If you bat enough times throughout the course of a baseball season, the undeniable reality is that you will strikeout. This comes part and parcel with baseball probabilities. To offer a hyperbole, even the most decorated of Hall of Famers succeed one out of every three attempts at bat. It is safe to posit, therefore, that success in baseball is predicated upon perseverance, a concept often alluded to by sports analysts, but with baseball parlance.
If you’ve watched enough games you’re likely to have heard a commentator utter the term short-term amnesia. Short-term amnesia reflects the understanding that we must compartmentalize – we must have the ability to forget the past in order to forge ahead for the sake of materializing a favorable outcome in the future. If a proficient hitter dwells on a previous unsuccessful at bat, he will not posture himself and manage his anxieties needed for his next at bat.
In many ways running a business and living life are akin to baseball. We must forget setbacks and come to terms that failure is a bold-faced constituent of life – that is if we’re fortunate to live long enough. The reality is that we all encounter obstacles, but it is the way we reconcile with them that influences the outcomes of our future endeavors. Bad things happen even to the most successful people. Successful people learn from the past and do not dwell as they chalk it up to simply life. Often times through adversity they become emboldened knowing that their vicissitudes didn’t end them, but just make them stronger. Confidence and self-efficacy unfold as a result. One can argue that adversity is a stepping stone to good fortune.

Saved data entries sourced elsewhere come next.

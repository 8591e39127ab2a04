pub mod capabilities;
pub mod cpu_device;
pub mod device;
pub mod programs;
pub mod targets;
pub mod wgpu_device;

pub use capabilities::DeviceCapabilities;
pub use cpu_device::CpuDevice;
pub use device::{DeviceError, RenderDevice};
pub use programs::{Feature, FeatureSet, ProgramKind, ProgramLibrary};
pub use targets::{RenderTarget, RenderTargetPool};
pub use wgpu_device::WgpuDevice;
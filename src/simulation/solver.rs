//! Stable-fluids solver
//!
//! Owns the simulation fields and runs the per-frame pass sequence:
//!
//! 1. curl of velocity
//! 2. vorticity confinement into velocity
//! 3. divergence of velocity
//! 4. pressure warm start (previous pressure scaled by `pressure`)
//! 5. Jacobi pressure iterations
//! 6. pressure gradient subtraction
//! 7. velocity self-advection
//! 8. dye advection
//!
//! Every pass reads a field's `read` slot and writes its `write` slot, then
//! swaps. A pass whose program failed to compile is skipped without a swap,
//! so the field keeps its last valid value.

use glam::Vec2;

use super::config::SimulationConfig;
use super::double_buffer::DoubleBuffer;
use super::resolution::Resolution;
use crate::input::color::ColorRgb;
use crate::rendering::device::{BlendMode, DeviceError, DrawCall, DrawTarget, Filter, RenderDevice, TextureBinding};
use crate::rendering::programs::{Material, Program, ProgramLibrary, UniformBlock};
use crate::rendering::targets::{RenderTarget, RenderTargetPool};

/// Every render target the solver works on.
pub struct FluidFields {
    pub velocity: DoubleBuffer<RenderTarget>,
    pub dye: DoubleBuffer<RenderTarget>,
    pub divergence: RenderTarget,
    pub curl: RenderTarget,
    pub pressure: DoubleBuffer<RenderTarget>,
}

impl FluidFields {
    /// Allocate velocity, pressure and scratch fields at `sim` and dye at
    /// `dye`, in the formats the device negotiated.
    pub fn allocate<D: RenderDevice + ?Sized>(
        device: &mut D,
        pool: &mut RenderTargetPool,
        sim: Resolution,
        dye: Resolution,
    ) -> Result<Self, DeviceError> {
        let capabilities = device.capabilities().clone();
        let filtering = if capabilities.linear_filtering {
            Filter::Linear
        } else {
            Filter::Nearest
        };

        let dye = pool.create_double_buffer(
            device,
            "Dye",
            dye.width,
            dye.height,
            capabilities.format_rgba,
            filtering,
        )?;
        let velocity = pool.create_double_buffer(
            device,
            "Velocity",
            sim.width,
            sim.height,
            capabilities.format_rg,
            filtering,
        )?;
        let (divergence, curl, pressure) = Self::allocate_scratch(device, pool, sim, &capabilities)?;

        Ok(Self {
            velocity,
            dye,
            divergence,
            curl,
            pressure,
        })
    }

    fn allocate_scratch<D: RenderDevice + ?Sized>(
        device: &mut D,
        pool: &mut RenderTargetPool,
        sim: Resolution,
        capabilities: &crate::rendering::capabilities::DeviceCapabilities,
    ) -> Result<(RenderTarget, RenderTarget, DoubleBuffer<RenderTarget>), DeviceError> {
        let format = capabilities.format_r;
        let divergence = pool.create_target(device, "Divergence", sim.width, sim.height, format, Filter::Nearest)?;
        let curl = pool.create_target(device, "Curl", sim.width, sim.height, format, Filter::Nearest)?;
        let pressure =
            pool.create_double_buffer(device, "Pressure", sim.width, sim.height, format, Filter::Nearest)?;
        Ok((divergence, curl, pressure))
    }

    /// Resize to new grids. Velocity and dye keep their contents through
    /// `copy`; scratch fields and pressure start over.
    pub fn reallocate<D: RenderDevice + ?Sized>(
        &mut self,
        device: &mut D,
        pool: &mut RenderTargetPool,
        sim: Resolution,
        dye: Resolution,
        copy: Option<&Program>,
    ) -> Result<(), DeviceError> {
        pool.resize_double_buffer(device, &mut self.dye, dye.width, dye.height, copy)?;
        pool.resize_double_buffer(device, &mut self.velocity, sim.width, sim.height, copy)?;

        let capabilities = device.capabilities().clone();
        let (divergence, curl, pressure) = Self::allocate_scratch(device, pool, sim, &capabilities)?;
        pool.release(device, std::mem::replace(&mut self.divergence, divergence));
        pool.release(device, std::mem::replace(&mut self.curl, curl));
        let old_pressure = std::mem::replace(&mut self.pressure, pressure);
        pool.release_double_buffer(device, old_pressure);
        Ok(())
    }

    pub fn sim_resolution(&self) -> Resolution {
        let velocity = self.velocity.read();
        Resolution {
            width: velocity.width(),
            height: velocity.height(),
        }
    }

    pub fn dye_resolution(&self) -> Resolution {
        let dye = self.dye.read();
        Resolution {
            width: dye.width(),
            height: dye.height(),
        }
    }
}

/// Run `material` as one fullscreen pass. Returns `false` when the program
/// is missing and nothing was drawn.
fn run_pass<D: RenderDevice + ?Sized>(
    device: &mut D,
    material: &Material,
    textures: &[TextureBinding],
    output: DrawTarget,
    set_uniforms: impl FnOnce(&mut UniformBlock),
) -> Result<bool, DeviceError> {
    let Some(program) = material.program() else {
        return Ok(false);
    };

    let mut uniforms = UniformBlock::new(program);
    set_uniforms(&mut uniforms);
    device.draw(&DrawCall {
        program,
        uniforms: &uniforms,
        textures,
        output,
        blend: BlendMode::Replace,
    })?;
    Ok(true)
}

/// One frame's worth of solver work over borrowed state.
pub struct Solver<'a, D: RenderDevice + ?Sized> {
    device: &'a mut D,
    programs: &'a ProgramLibrary,
    fields: &'a mut FluidFields,
}

impl<'a, D: RenderDevice + ?Sized> Solver<'a, D> {
    pub fn new(device: &'a mut D, programs: &'a ProgramLibrary, fields: &'a mut FluidFields) -> Self {
        Self {
            device,
            programs,
            fields,
        }
    }

    /// Add a Gaussian impulse: `force` into velocity, `color` into dye.
    pub fn splat(
        &mut self,
        point: Vec2,
        force: Vec2,
        color: ColorRgb,
        aspect_ratio: f32,
        radius: f32,
    ) -> Result<(), DeviceError> {
        let velocity = *self.fields.velocity.read();
        let drawn = run_pass(
            &mut *self.device,
            &self.programs.splat,
            &[velocity.attach(0)],
            self.fields.velocity.write().output(),
            |u| {
                u.set_aspect_ratio(aspect_ratio)
                    .set_point(point)
                    .set_color([force.x, force.y, 0.0])
                    .set_radius(radius);
            },
        )?;
        if drawn {
            self.fields.velocity.swap();
        }

        let dye = *self.fields.dye.read();
        let drawn = run_pass(
            &mut *self.device,
            &self.programs.splat,
            &[dye.attach(0)],
            self.fields.dye.write().output(),
            |u| {
                u.set_aspect_ratio(aspect_ratio)
                    .set_point(point)
                    .set_color(color.to_array())
                    .set_radius(radius);
            },
        )?;
        if drawn {
            self.fields.dye.swap();
        }
        Ok(())
    }

    /// Advance the fields by `dt` seconds.
    pub fn step(&mut self, config: &SimulationConfig, dt: f32) -> Result<(), DeviceError> {
        self.apply_vorticity(config.curl, dt)?;
        self.project(config)?;
        self.advect(config, dt)
    }

    fn apply_vorticity(&mut self, curl_strength: f32, dt: f32) -> Result<(), DeviceError> {
        let velocity = *self.fields.velocity.read();
        let texel_size = velocity.texel_size();
        let curl = self.fields.curl;

        run_pass(
            &mut *self.device,
            &self.programs.curl,
            &[velocity.attach(0)],
            curl.output(),
            |u| {
                u.set_texel_size(texel_size);
            },
        )?;

        let drawn = run_pass(
            &mut *self.device,
            &self.programs.vorticity,
            &[velocity.attach(0), curl.attach(1)],
            self.fields.velocity.write().output(),
            |u| {
                u.set_texel_size(texel_size).set_curl(curl_strength).set_dt(dt);
            },
        )?;
        if drawn {
            self.fields.velocity.swap();
        }
        Ok(())
    }

    /// Divergence of the current velocity into the divergence field.
    pub fn compute_divergence(&mut self) -> Result<(), DeviceError> {
        let velocity = *self.fields.velocity.read();
        let texel_size = velocity.texel_size();
        run_pass(
            &mut *self.device,
            &self.programs.divergence,
            &[velocity.attach(0)],
            self.fields.divergence.output(),
            |u| {
                u.set_texel_size(texel_size);
            },
        )?;
        Ok(())
    }

    /// Make the velocity field (nearly) divergence free.
    pub fn project(&mut self, config: &SimulationConfig) -> Result<(), DeviceError> {
        self.compute_divergence()?;

        let texel_size = self.fields.velocity.read().texel_size();
        let divergence = self.fields.divergence;

        // Warm start from a fraction of last frame's pressure
        let pressure = *self.fields.pressure.read();
        let drawn = run_pass(
            &mut *self.device,
            &self.programs.clear,
            &[pressure.attach(0)],
            self.fields.pressure.write().output(),
            |u| {
                u.set_value(config.pressure);
            },
        )?;
        if drawn {
            self.fields.pressure.swap();
        }

        for _ in 0..config.pressure_iterations {
            let pressure = *self.fields.pressure.read();
            let drawn = run_pass(
                &mut *self.device,
                &self.programs.pressure,
                &[divergence.attach(0), pressure.attach(1)],
                self.fields.pressure.write().output(),
                |u| {
                    u.set_texel_size(texel_size);
                },
            )?;
            if !drawn {
                break;
            }
            self.fields.pressure.swap();
        }

        let pressure = *self.fields.pressure.read();
        let velocity = *self.fields.velocity.read();
        let drawn = run_pass(
            &mut *self.device,
            &self.programs.gradient_subtract,
            &[pressure.attach(0), velocity.attach(1)],
            self.fields.velocity.write().output(),
            |u| {
                u.set_texel_size(texel_size);
            },
        )?;
        if drawn {
            self.fields.velocity.swap();
        }
        Ok(())
    }

    fn advect(&mut self, config: &SimulationConfig, dt: f32) -> Result<(), DeviceError> {
        let velocity = *self.fields.velocity.read();
        let texel_size = velocity.texel_size();

        let drawn = run_pass(
            &mut *self.device,
            &self.programs.advection,
            &[velocity.attach(0), velocity.attach(1)],
            self.fields.velocity.write().output(),
            |u| {
                u.set_texel_size(texel_size)
                    .set_dye_texel_size(texel_size)
                    .set_dt(dt)
                    .set_dissipation(config.velocity_dissipation);
            },
        )?;
        if drawn {
            self.fields.velocity.swap();
        }

        // Dye moves through the freshly advected velocity at its own grid
        let velocity = *self.fields.velocity.read();
        let dye = *self.fields.dye.read();
        let drawn = run_pass(
            &mut *self.device,
            &self.programs.advection,
            &[velocity.attach(0), dye.attach(1)],
            self.fields.dye.write().output(),
            |u| {
                u.set_texel_size(texel_size)
                    .set_dye_texel_size(dye.texel_size())
                    .set_dt(dt)
                    .set_dissipation(config.density_dissipation);
            },
        )?;
        if drawn {
            self.fields.dye.swap();
        }
        Ok(())
    }
}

In a likewise manner, when a baseball player is in a slump it’s not uncommon that he seeks solace from his teammates and staff. They function as morale boosters among the many ways that they do. When we have a setback in life or in our business, it’s not uncommon to become emotional, to not think logically and to become pessimistic. Surround yourself with positive people that could reiterate with objectivity that you are no imposter. You may have not succeeded in your last attempt, but you have all the making, history and preparation to achieve next go around.
In my lifetime I have dealt with divorce, a heart attack, bankruptcy and a medical diagnosis that will require a kidney transplant in the future. Notwithstanding those misfortunes, I’m fortunate that I surround myself with positive people and mentally strong enough to know that there’s nothing that I could do about the past. Perseverating about it will not enhance my ability to influence the future while worrying disproportionately about the future will impede my ability to leave an imprint on the now. Here are a few tips on overcoming life’s setbacks.
- Forget the past
- Forge ahead
- Reconcile that adversity is part of life
- Surround yourself with positive people
- Setbacks are to be evaluated objectively and not with our emotions.